O aumento dos gases com efeito de estufa fez com que o Lago Palcacocha aumentasse de volume, deixando a área em risco de uma inundação devastadora.
No primeiro litígio por danos climáticos, juízes da Alemanha visitaram o Peru para determinar o nível de danos causados pelo maior emissor europeu, num caso que pode constituir um precedente para ações judiciais sobre o aquecimento global causado pelo Homem, segundo o The Guardian.
Juízes e peritos nomeados pelo tribunal visitaram esta semana um lago glacial na Cordilheira Blanca, no Peru, para determinar se o maior fornecedor de eletricidade da Alemanha, a RWE, é parcialmente responsável pelo aumento dos gases com efeito de estufa, que podem desencadear uma inundação devastadora.
O Lago Palcacocha aumentou 34 vezes em volume, nas últimas cinco décadas. Um estudo revisto por pares associa o derretimento acelerado dos glaciares causado pelo aquecimento global ao risco substancial de uma inundação, que pode desencadear um deslizamento mortal de terras, inundando a cidade de Huaraz.
Em 2017, juízes em Hamm, na Alemanha, fizeram história jurídica ao aceitarem um caso apresentado por Saúl Luciano Lliuya, um agricultor, contra a RWE, que pedia 17.000 euros pelos custos de prevenção de danos causados por uma inundação potencialmente devastadora do lago.
“Como guia turístico de montanha consegui perceber desde o cume como o derretimento glacial está a acontecer mesmo à frente dos nossos olhos“, realçou Lliuya, de 41 anos.
A casa de Lliuya, no bairro Nueva Nueva Florida, no Huaraz, situa-se no caminho das cheias, onde cerca de 50.000 pessoas estariam ameaçadas.
As autoridades locais estabeleceram um sistema de alerta precoce, que ativaria sirenes no caso de o lago começar a transbordar.
“É uma possibilidade que um grande pedaço de rocha com gelo caia no lago. Estamos a falar da possibilidade de milhões de metros cúbicos [de água a transbordar]”, sublinhou Martin Mergili, especialista em geomorfologia da Universidade de Graz, na Áustria.
Mergili refere que embora o Lago Palcacocha seja um exemplo de alto risco, está longe de ser o único na cadeia montanhosa dos Andes, que alberga quase todos os glaciares tropicais do mundo, a maior parte dos quais se encontram no Peru.
“Nos últimos 10 anos, tivemos várias inundações glaciares que foram desencadeadas por paredes do tamanho de um glaciar”, acrescentou.
O tribunal alemão já concordou que a RWE seria responsável pelos danos se fosse possível provar que o glaciar representava um risco de inundação, e que a rutura climática o tinha provocado.

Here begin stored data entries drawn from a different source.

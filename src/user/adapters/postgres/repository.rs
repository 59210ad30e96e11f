//! `PostgreSQL` repository implementation for user account storage.

use super::{
    models::{NewUserRow, UserRow},
    schema::users,
};
use crate::user::{
    domain::{EmailAddress, PasswordHash, PersistedUserData, User, UserId},
    ports::{UserRepository, UserRepositoryError, UserRepositoryResult},
};
use async_trait::async_trait;
use diesel::pg::PgConnection;
use diesel::prelude::*;
use diesel::r2d2::{ConnectionManager, Pool};
use diesel::result::{DatabaseErrorKind, Error as DieselError};

/// `PostgreSQL` connection pool type used by user adapters.
pub type UserPgPool = Pool<ConnectionManager<PgConnection>>;

/// `PostgreSQL`-backed user repository.
#[derive(Debug, Clone)]
pub struct PostgresUserRepository {
    pool: UserPgPool,
}

impl PostgresUserRepository {
    /// Creates a new repository from a `PostgreSQL` connection pool.
    #[must_use]
    pub const fn new(pool: UserPgPool) -> Self {
        Self { pool }
    }

    async fn run_blocking<F, T>(&self, f: F) -> UserRepositoryResult<T>
    where
        F: FnOnce(&mut PgConnection) -> UserRepositoryResult<T> + Send + 'static,
        T: Send + 'static,
    {
        let pool = self.pool.clone();
        tokio::task::spawn_blocking(move || {
            let mut connection = pool.get().map_err(UserRepositoryError::persistence)?;
            f(&mut connection)
        })
        .await
        .map_err(UserRepositoryError::persistence)?
    }
}

#[async_trait]
impl UserRepository for PostgresUserRepository {
    async fn store(&self, user: &User) -> UserRepositoryResult<()> {
        let new_row = to_new_row(user);
        let email = user.email().clone();

        self.run_blocking(move |connection| {
            diesel::insert_into(users::table)
                .values(&new_row)
                .execute(connection)
                .map_err(|err| match err {
                    DieselError::DatabaseError(DatabaseErrorKind::UniqueViolation, _) => {
                        UserRepositoryError::DuplicateEmail(email.clone())
                    }
                    _ => UserRepositoryError::persistence(err),
                })?;
            Ok(())
        })
        .await
    }

    async fn find_by_id(&self, id: UserId) -> UserRepositoryResult<Option<User>> {
        self.run_blocking(move |connection| {
            let row = users::table
                .find(id.into_inner())
                .select(UserRow::as_select())
                .first::<UserRow>(connection)
                .optional()
                .map_err(UserRepositoryError::persistence)?;
            row.map(row_to_user).transpose()
        })
        .await
    }

    async fn find_by_email(&self, email: &EmailAddress) -> UserRepositoryResult<Option<User>> {
        let lookup = email.as_str().to_owned();
        self.run_blocking(move |connection| {
            let row = users::table
                .filter(users::email.eq(&lookup))
                .select(UserRow::as_select())
                .first::<UserRow>(connection)
                .optional()
                .map_err(UserRepositoryError::persistence)?;
            row.map(row_to_user).transpose()
        })
        .await
    }
}

fn to_new_row(user: &User) -> NewUserRow {
    NewUserRow {
        id: user.id().into_inner(),
        email: user.email().as_str().to_owned(),
        first_name: user.first_name().to_owned(),
        last_name: user.last_name().to_owned(),
        hashed_password: user.password_hash().as_str().to_owned(),
    }
}

fn row_to_user(row: UserRow) -> UserRepositoryResult<User> {
    let email = EmailAddress::new(row.email).map_err(UserRepositoryError::persistence)?;
    let password_hash =
        PasswordHash::from_stored(row.hashed_password).map_err(UserRepositoryError::persistence)?;

    Ok(User::from_persisted(PersistedUserData {
        id: UserId::from_uuid(row.id),
        email,
        first_name: row.first_name,
        last_name: row.last_name,
        password_hash,
    }))
}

“Tanto quanto sei, este é o primeiro caso a nível mundial em que os juízes viajam de um país, onde se encontra a jurisdição, para o país onde se verificam os danos, onde estes estão efetivamente relacionados com as alterações climáticas”, indicou Roda Verheyen, advogada ambiental que representa Lliuya.
“Esta não é a primeira vez que se utiliza a ciência climática”, notou Petra Minnerop, professora de Direito Internacional na Universidade de Durham. “No entanto, este seria um dos primeiros casos que pode dar uso a estudos de atribuição”.
Os estudos de atribuição procuram testar se — e em que medida — a rutura climática pode ser responsável por eventos climáticos extremos, tais como inundações extremas, secas, calor excessivo ou furacões.
O caso pode ter implicações para as empresas de combustíveis fósseis. A RWE está a ser processada por ter contribuído para 0,47% das emissões globais históricas. Empresas como a BP e a Shell podem também enfrentar casos semelhantes no futuro.
“Este é o único caso no mundo, até hoje, que faz com que os emissores privados de gases com efeito de estufa assumam a responsabilidade pelos impactos das alterações climáticas num país diferente”, salientou Verheyen.